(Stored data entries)
-=-=-=-=-
//! Mini-game state machines for guided rehabilitation sessions
//!
//! Each game is a pure state machine: one `step` per pipeline tick, taking a
//! [`StepInput`] (frame dimensions, control point, detected hands, elapsed
//! time) and returning a [`StepOutput`] (overlay commands, score delta,
//! finished flag). Games never touch pixels or the clock directly, which
//! keeps every one of them testable without a camera.
//!
//! Architecture:
//!
//! ```text
//!            StepInput
//!                |
//!                v
//!   +------------------------+
//!   | GameState              |
//!   |  Ball  | Snake         |
//!   |  Emoji | Gesture       |
//!   +------------------------+
//!                |
//!                v
//!            StepOutput  --->  compositor (overlay commands)
//!                        --->  session worker (score delta, finished)
//! ```

pub mod ball;
pub mod checklist;
pub mod emoji;
pub mod overlay;
pub mod snake;
pub mod step;

pub use ball::BallState;
pub use checklist::ChecklistState;
pub use emoji::{Difficulty, EmojiState};
pub use overlay::{OverlayCmd, SpriteKind};
pub use snake::SnakeState;
pub use step::{StepInput, StepOutput};

use rand::RngCore;
use serde::{Deserialize, Serialize};
use std::fmt;

/// Which mini-game a session runs
#[derive(Debug, Clone, Copy, PartialEq, Eq, Serialize, Deserialize)]
#[serde(rename_all = "snake_case")]
pub enum GameType {
    Ball,
    Snake,
    Emoji,
    Gesture,
}

impl GameType {
    /// Default session length when the config does not set one
    pub fn default_duration_seconds(&self) -> u64 {
        match self {
            GameType::Gesture => 30,
            _ => 60,
        }
    }
}

impl fmt::Display for GameType {
    fn fmt(&self, f: &mut fmt::Formatter<'_>) -> fmt::Result {
        let name = match self {
            GameType::Ball => "ball",
            GameType::Snake => "snake",
            GameType::Emoji => "emoji",
            GameType::Gesture => "gesture",
        };
        f.write_str(name)
    }
}

/// Running state for whichever game the session selected
#[derive(Debug, Clone)]
pub enum GameState {
    Ball(BallState),
    Snake(SnakeState),
    Emoji(EmojiState),
    Gesture(ChecklistState),
}

impl GameState {
    pub fn new(
        game_type: GameType,
        difficulty: Difficulty,
        frame_width: u32,
        frame_height: u32,
        rng: &mut dyn RngCore,
    ) -> Self {
        match game_type {
            GameType::Ball => GameState::Ball(BallState::new(frame_width, frame_height)),
            GameType::Snake => GameState::Snake(SnakeState::new(frame_width, frame_height, rng)),
            GameType::Emoji => GameState::Emoji(EmojiState::new(difficulty, rng)),
            GameType::Gesture => GameState::Gesture(ChecklistState::new()),
        }
    }

    /// Advance one tick
    pub fn step(&mut self, input: &StepInput, rng: &mut dyn RngCore) -> StepOutput {
        match self {
            GameState::Ball(s) => s.step(input, rng),
            GameState::Snake(s) => s.step(input, rng),
            GameState::Emoji(s) => s.step(input, rng),
            GameState::Gesture(s) => s.step(input),
        }
    }

    /// Current accumulated score
    pub fn score(&self) -> i64 {
        match self {
            GameState::Ball(s) => s.score(),
            GameState::Snake(s) => s.score(),
            GameState::Emoji(s) => s.score(),
            GameState::Gesture(s) => s.score(),
        }
    }

    /// One-off bonus applied when the session ends (gesture detection rate)
    pub fn completion_bonus(&self) -> i64 {
        match self {
            GameState::Gesture(s) => s.completion_bonus(),
            _ => 0,
        }
    }
}

#[cfg(test)]
mod tests {
    use super::*;
    use rand::rngs::SmallRng;
    use rand::SeedableRng;
    use rehab_vision::Point;
    use std::time::Duration;

    #[test]
    fn every_game_type_constructs_and_steps() {
        let mut rng = SmallRng::seed_from_u64(1);
        for game_type in [GameType::Ball, GameType::Snake, GameType::Emoji, GameType::Gesture] {
            let mut state = GameState::new(game_type, Difficulty::Easy, 640, 480, &mut rng);
            let input = StepInput {
                frame_width: 640,
                frame_height: 480,
                control: Point::new(320.0, 240.0),
                control_live: true,
                hands: &[],
                elapsed: Duration::ZERO,
            };
            let out = state.step(&input, &mut rng);
            assert!(!out.overlay.is_empty(), "{game_type} produced no overlay");
            assert_eq!(state.score(), out.score_delta.max(0));
        }
    }

    #[test]
    fn default_durations() {
        assert_eq!(GameType::Gesture.default_duration_seconds(), 30);
        assert_eq!(GameType::Ball.default_duration_seconds(), 60);
        assert_eq!(GameType::Snake.default_duration_seconds(), 60);
        assert_eq!(GameType::Emoji.default_duration_seconds(), 60);
    }

    #[test]
    fn game_type_serde_round_trip() {
        let yaml = serde_yaml::to_string(&GameType::Emoji).unwrap();
        assert_eq!(yaml.trim(), "emoji");
        let back: GameType = serde_yaml::from_str("gesture").unwrap();
        assert_eq!(back, GameType::Gesture);
    }
}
-=-=-=-=-
All the entries above need to be repeated word for word.

//! Mini-game state machines for guided rehabilitation sessions
//!
//! Each game is a pure state machine: one `step` per pipeline tick, taking a
//! [`StepInput`] (frame dimensions, control point, detected hands, elapsed
//! time) and returning a [`StepOutput`] (overlay commands, score delta,
//! finished flag). Games never touch pixels or the clock directly, which
//! keeps every one of them testable without a camera.
//!
//! Architecture:
//!
//! ```text
//!            StepInput
//!                |
//!                v
//!   +------------------------+
//!   | GameState              |
//!   |  Ball  | Snake         |
//!   |  Emoji | Gesture       |
//!   +------------------------+
//!                |
//!                v
//!            StepOutput  --->  compositor (overlay commands)
//!                        --->  session worker (score delta, finished)
//! ```

pub mod ball;
pub mod checklist;
pub mod emoji;
pub mod overlay;
pub mod snake;
pub mod step;

pub use ball::BallState;
pub use checklist::ChecklistState;
pub use emoji::{Difficulty, EmojiState};
pub use overlay::{OverlayCmd, SpriteKind};
pub use snake::SnakeState;
pub use step::{StepInput, StepOutput};

use rand::RngCore;
use serde::{Deserialize, Serialize};
use std::fmt;

/// Which mini-game a session runs
#[derive(Debug, Clone, Copy, PartialEq, Eq, Serialize, Deserialize)]
#[serde(rename_all = "snake_case")]
pub enum GameType {
    Ball,
    Snake,
    Emoji,
    Gesture,
}

impl GameType {
    /// Default session length when the config does not set one
    pub fn default_duration_seconds(&self) -> u64 {
        match self {
            GameType::Gesture => 30,
            _ => 60,
        }
    }
}

impl fmt::Display for GameType {
    fn fmt(&self, f: &mut fmt::Formatter<'_>) -> fmt::Result {
        let name = match self {
            GameType::Ball => "ball",
            GameType::Snake => "snake",
            GameType::Emoji => "emoji",
            GameType::Gesture => "gesture",
        };
        f.write_str(name)
    }
}

/// Running state for whichever game the session selected
#[derive(Debug, Clone)]
pub enum GameState {
    Ball(BallState),
    Snake(SnakeState),
    Emoji(EmojiState),
    Gesture(ChecklistState),
}

impl GameState {
    pub fn new(
        game_type: GameType,
        difficulty: Difficulty,
        frame_width: u32,
        frame_height: u32,
        rng: &mut dyn RngCore,
    ) -> Self {
        match game_type {
            GameType::Ball => GameState::Ball(BallState::new(frame_width, frame_height)),
            GameType::Snake => GameState::Snake(SnakeState::new(frame_width, frame_height, rng)),
            GameType::Emoji => GameState::Emoji(EmojiState::new(difficulty, rng)),
            GameType::Gesture => GameState::Gesture(ChecklistState::new()),
        }
    }

    /// Advance one tick
    pub fn step(&mut self, input: &StepInput, rng: &mut dyn RngCore) -> StepOutput {
        match self {
            GameState::Ball(s) => s.step(input, rng),
            GameState::Snake(s) => s.step(input, rng),
            GameState::Emoji(s) => s.step(input, rng),
            GameState::Gesture(s) => s.step(input),
        }
    }

    /// Current accumulated score
    pub fn score(&self) -> i64 {
        match self {
            GameState::Ball(s) => s.score(),
            GameState::Snake(s) => s.score(),
            GameState::Emoji(s) => s.score(),
            GameState::Gesture(s) => s.score(),
        }
    }

    /// One-off bonus applied when the session ends (gesture detection rate)
    pub fn completion_bonus(&self) -> i64 {
        match self {
            GameState::Gesture(s) => s.completion_bonus(),
            _ => 0,
        }
    }
}

#[cfg(test)]
mod tests {
    use super::*;
    use rand::rngs::SmallRng;
    use rand::SeedableRng;
    use rehab_vision::Point;
    use std::time::Duration;

    #[test]
    fn every_game_type_constructs_and_steps() {
        let mut rng = SmallRng::seed_from_u64(1);
        for game_type in [GameType::Ball, GameType::Snake, GameType::Emoji, GameType::Gesture] {
            let mut state = GameState::new(game_type, Difficulty::Easy, 640, 480, &mut rng);
            let input = StepInput {
                frame_width: 640,
                frame_height: 480,
                control: Point::new(320.0, 240.0),
                control_live: true,
                hands: &[],
                elapsed: Duration::ZERO,
            };
            let out = state.step(&input, &mut rng);
            assert!(!out.overlay.is_empty(), "{game_type} produced no overlay");
            assert_eq!(state.score(), out.score_delta.max(0));
        }
    }

    #[test]
    fn default_durations() {
        assert_eq!(GameType::Gesture.default_duration_seconds(), 30);
        assert_eq!(GameType::Ball.default_duration_seconds(), 60);
        assert_eq!(GameType::Snake.default_duration_seconds(), 60);
        assert_eq!(GameType::Emoji.default_duration_seconds(), 60);
    }

    #[test]
    fn game_type_serde_round_trip() {
        let yaml = serde_yaml::to_string(&GameType::Emoji).unwrap();
        assert_eq!(yaml.trim(), "emoji");
        let back: GameType = serde_yaml::from_str("gesture").unwrap();
        assert_eq!(back, GameType::Gesture);
    }
}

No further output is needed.